Abstract

Diabetes mellitus promotes accelerated cardiovascular aging and inflammation, which in turn facilitate the development of cardiomyopathy/heart failure. High glucose-induced oxidative/nitrative stress, activation of various pro-inflammatory, and cell death pathways are critical in the initiation and progression of the changes culminating in diabetic cardiomyopathy. Cannabinoid 2 receptor (CB2R) activation in inflammatory cells and activated endothelium attenuates the pathological changes associated with atherosclerosis, myocardial infarction, stroke, and hepatic cardiomyopathy. In this study, we explored the role of CB2R signaling in myocardial dysfunction, oxidative/nitrative stress, inflammation, cell death, remodeling, and fibrosis associated with diabetic cardiomyopathy in type 1 diabetic mice.
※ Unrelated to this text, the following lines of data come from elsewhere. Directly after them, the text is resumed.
#[cfg(test)]
mod tests {
    use super::*;
    use crate::error::ErrorKind;
    use tempfile::TempDir;
    use tokio::io::AsyncWriteExt;
    use tokio::net::TcpListener;

    fn downloader() -> Downloader {
        Downloader::new().unwrap()
    }

    /// Answers a single request with `response` verbatim, then closes the connection.
    async fn serve_raw(response: &'static [u8]) -> String {
        let listener = TcpListener::bind("127.0.0.1:0").await.unwrap();
        let addr = listener.local_addr().unwrap();

        tokio::spawn(async move {
            let (mut socket, _) = listener.accept().await.unwrap();
            let mut request = Vec::new();
            let mut buf = [0u8; 1024];
            while !request.windows(4).any(|window| window == b"\r\n\r\n") {
                let n = socket.read(&mut buf).await.unwrap();
                if n == 0 {
                    break;
                }
                request.extend_from_slice(&buf[..n]);
            }
            socket.write_all(response).await.unwrap();
            socket.shutdown().await.ok();
        });

        format!("http://{addr}/video.mp4")
    }

    #[test]
    fn resolve_path_removes_dot_segments() {
        assert_eq!(
            resolve_path(Path::new("/a/b/../c/./d.mp4")).unwrap(),
            Path::new("/a/c/d.mp4")
        );
        assert_eq!(resolve_path(Path::new("/../x")).unwrap(), Path::new("/x"));

        let relative = resolve_path(Path::new("videos/../v.mp4")).unwrap();
        assert!(relative.is_absolute());
        assert_eq!(relative, std::env::current_dir().unwrap().join("v.mp4"));
    }

    #[test]
    fn only_http_schemes_are_accepted() {
        assert!(validate_url("http://example.com/a").is_ok());
        assert!(validate_url("https://example.com/a").is_ok());

        for url in ["", "ftp://example.com/a", "HTTP://example.com/a", "file:///etc/passwd"] {
            let err = validate_url(url).unwrap_err();
            assert_eq!(err.kind(), ErrorKind::InvalidInput, "{url}");
        }
    }

    #[test]
    fn length_mismatch_is_an_error() {
        assert_eq!(check_length(10, Some(10)).unwrap(), 10);
        assert_eq!(check_length(10, None).unwrap(), 10);

        let err = check_length(4, Some(10)).unwrap_err();
        assert_eq!(err.kind(), ErrorKind::Io);
    }

    #[tokio::test]
    async fn invalid_scheme_performs_no_io() {
        let dir = TempDir::new().unwrap();
        let target = dir.path().join("nested").join("x.mp4");

        let err = downloader()
            .fetch("ftp://example.com/video.mp4", &target, None, &CancellationToken::new())
            .await
            .unwrap_err();

        assert_eq!(err.kind(), ErrorKind::InvalidInput);
        assert!(!dir.path().join("nested").exists());
    }

    #[tokio::test]
    async fn downloads_body_into_nested_directory() {
        let mut server = mockito::Server::new_async().await;
        let _mock = server
            .mock("GET", "/video.mp4")
            .with_status(200)
            .with_body("test-bytes")
            .create_async()
            .await;

        let dir = TempDir::new().unwrap();
        let target = dir.path().join("a").join("b").join("video.mp4");
        let url = format!("{}/video.mp4", server.url());

        let saved = downloader()
            .fetch(&url, &target, None, &CancellationToken::new())
            .await
            .unwrap();

        assert!(saved.is_absolute());
        assert_eq!(std::fs::read(&saved).unwrap(), b"test-bytes");
    }

    #[tokio::test]
    async fn parent_segments_are_resolved_before_saving() {
        let mut server = mockito::Server::new_async().await;
        let _mock = server
            .mock("GET", "/v.mp4")
            .with_status(200)
            .with_body("test-bytes")
            .create_async()
            .await;

        let dir = TempDir::new().unwrap();
        let target = dir.path().join("stray").join("..").join("videos").join("v.mp4");
        let url = format!("{}/v.mp4", server.url());

        let saved = downloader()
            .fetch(&url, &target, None, &CancellationToken::new())
            .await
            .unwrap();

        let expected = resolve_path(&dir.path().join("videos").join("v.mp4")).unwrap();
        assert_eq!(saved, expected);
        assert_eq!(std::fs::read(&saved).unwrap(), b"test-bytes");
        assert!(!dir.path().join("stray").exists());
    }

    #[tokio::test]
    async fn truncated_body_removes_partial_file() {
        let url = serve_raw(
            b"HTTP/1.1 200 OK\r\nContent-Length: 100\r\nConnection: close\r\n\r\n0123456789",
        )
        .await;

        let dir = TempDir::new().unwrap();
        let target = dir.path().join("video.mp4");

        let err = downloader()
            .fetch(&url, &target, None, &CancellationToken::new())
            .await
            .unwrap_err();

        assert_eq!(err.kind(), ErrorKind::Io);
        assert!(!target.exists());
    }

    #[tokio::test]
    async fn chunked_body_reports_unknown_total() {
        let url = serve_raw(
            b"HTTP/1.1 200 OK\r\nTransfer-Encoding: chunked\r\nConnection: close\r\n\r\n\
              5\r\nhello\r\n6\r\n world\r\n0\r\n\r\n",
        )
        .await;

        let dir = TempDir::new().unwrap();
        let target = dir.path().join("video.mp4");

        let mut reports = Vec::new();
        let mut record = |progress: Progress| reports.push(progress);
        let saved = downloader()
            .fetch(&url, &target, Some(&mut record), &CancellationToken::new())
            .await
            .unwrap();

        assert_eq!(std::fs::read_to_string(saved).unwrap(), "hello world");
        assert!(!reports.is_empty());
        assert!(reports.iter().all(|report| report.total.is_none()));
        assert_eq!(reports.last().unwrap().written, 11);
    }

    #[tokio::test]
    async fn existing_file_is_truncated() {
        let mut server = mockito::Server::new_async().await;
        let _mock = server
            .mock("GET", "/short.bin")
            .with_status(200)
            .with_body("new")
            .create_async()
            .await;

        let dir = TempDir::new().unwrap();
        let target = dir.path().join("short.bin");
        std::fs::write(&target, "a much longer previous content").unwrap();

        let url = format!("{}/short.bin", server.url());
        let saved = downloader()
            .fetch(&url, &target, None, &CancellationToken::new())
            .await
            .unwrap();

        assert_eq!(std::fs::read_to_string(saved).unwrap(), "new");
    }

    #[tokio::test]
    async fn progress_is_reported_per_chunk() {
        let body = vec![7u8; 150_000];
        let mut server = mockito::Server::new_async().await;
        let _mock = server
            .mock("GET", "/big.bin")
            .with_status(200)
            .with_body(&body)
            .create_async()
            .await;

        let dir = TempDir::new().unwrap();
        let target = dir.path().join("big.bin");
        let url = format!("{}/big.bin", server.url());

        let mut reports = Vec::new();
        let mut record = |progress: Progress| reports.push(progress);
        let saved = downloader()
            .fetch(&url, &target, Some(&mut record), &CancellationToken::new())
            .await
            .unwrap();

        assert_eq!(std::fs::read(saved).unwrap(), body);
        assert!(reports.len() >= 3);

        let mut previous = 0;
        for report in &reports {
            assert_eq!(report.total, Some(150_000));
            assert!(report.written > previous);
            assert!(report.written - previous <= CHUNK_SIZE as u64);
            previous = report.written;
        }
        assert_eq!(previous, 150_000);
    }

    #[tokio::test]
    async fn non_ok_status_is_a_remote_error() {
        let mut server = mockito::Server::new_async().await;
        let _mock = server
            .mock("GET", "/missing.mp4")
            .with_status(404)
            .with_body("not found")
            .create_async()
            .await;

        let dir = TempDir::new().unwrap();
        let target = dir.path().join("missing.mp4");
        let url = format!("{}/missing.mp4", server.url());

        let err = downloader()
            .fetch(&url, &target, None, &CancellationToken::new())
            .await
            .unwrap_err();

        assert_eq!(err.kind(), ErrorKind::Remote);
        assert_eq!(err.status(), Some(404));
        assert!(!target.exists());
    }

    #[tokio::test]
    async fn accepted_but_not_ok_is_rejected() {
        let mut server = mockito::Server::new_async().await;
        let _mock = server
            .mock("GET", "/partial.mp4")
            .with_status(206)
            .with_body("part")
            .create_async()
            .await;

        let dir = TempDir::new().unwrap();
        let url = format!("{}/partial.mp4", server.url());

        let err = downloader()
            .fetch(&url, &dir.path().join("partial.mp4"), None, &CancellationToken::new())
            .await
            .unwrap_err();

        assert_eq!(err.status(), Some(206));
    }

    #[tokio::test]
    async fn directory_creation_failure_is_an_io_error() {
        let dir = TempDir::new().unwrap();
        let blocker = dir.path().join("blocker");
        std::fs::write(&blocker, "not a directory").unwrap();

        let err = downloader()
            .fetch(
                "https://example.com/video.mp4",
                &blocker.join("video.mp4"),
                None,
                &CancellationToken::new(),
            )
            .await
            .unwrap_err();

        assert_eq!(err.kind(), ErrorKind::Io);
        assert!(err.to_string().starts_with("failed to create directory"));
    }

    #[tokio::test]
    async fn unreachable_host_is_a_network_error() {
        let dir = TempDir::new().unwrap();

        let err = downloader()
            .fetch(
                "http://127.0.0.1:1/video.mp4",
                &dir.path().join("video.mp4"),
                None,
                &CancellationToken::new(),
            )
            .await
            .unwrap_err();

        assert_eq!(err.kind(), ErrorKind::Network);
    }

    #[tokio::test]
    async fn cancelled_token_aborts_before_request() {
        let mut server = mockito::Server::new_async().await;
        let mock = server
            .mock("GET", "/video.mp4")
            .with_status(200)
            .with_body("test-bytes")
            .expect(0)
            .create_async()
            .await;

        let dir = TempDir::new().unwrap();
        let target = dir.path().join("video.mp4");
        let url = format!("{}/video.mp4", server.url());

        let cancel = CancellationToken::new();
        cancel.cancel();

        let err = downloader()
            .fetch(&url, &target, None, &cancel)
            .await
            .unwrap_err();

        assert!(matches!(err, FetchError::Cancelled));
        assert!(!target.exists());
        mock.assert_async().await;
    }
}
Control human heart left ventricles and atrial appendages, similarly to mouse hearts, had negligible CB2R expression determine by RNA sequencing or real-time RT-PCR. Diabetic cardiomyopathy was characterized by impaired diastolic and systolic cardiac function, enhanced myocardial CB2R expression, oxidative/nitrative stress, and pro-inflammatory response (tumor necrosis factor-α, interleukin-1β, intracellular adhesion molecule 1, macrophage inflammatory protein-1, monocyte chemoattractant protein-1), macrophage infiltration, fibrosis, and cell death. Pharmacological activation of CB2R with a selective agonist attenuated diabetes-induced inflammation, oxidative/nitrative stress, fibrosis and cell demise, and consequent cardiac dysfunction without affecting hyperglycemia. In contrast, genetic deletion of CB2R aggravated myocardial pathology. Thus, selective activation of CB2R ameliorates diabetes-induced myocardial tissue injury and preserves the functional contractile capacity of the myocardium in the diabetic milieu. This is particularly encouraging, since unlike CB1R agonists, CB2R agonists do not elicit psychoactive activity and cardiovascular side effects and are potential clinical candidates in the treatment of diabetic cardiovascular and other complications.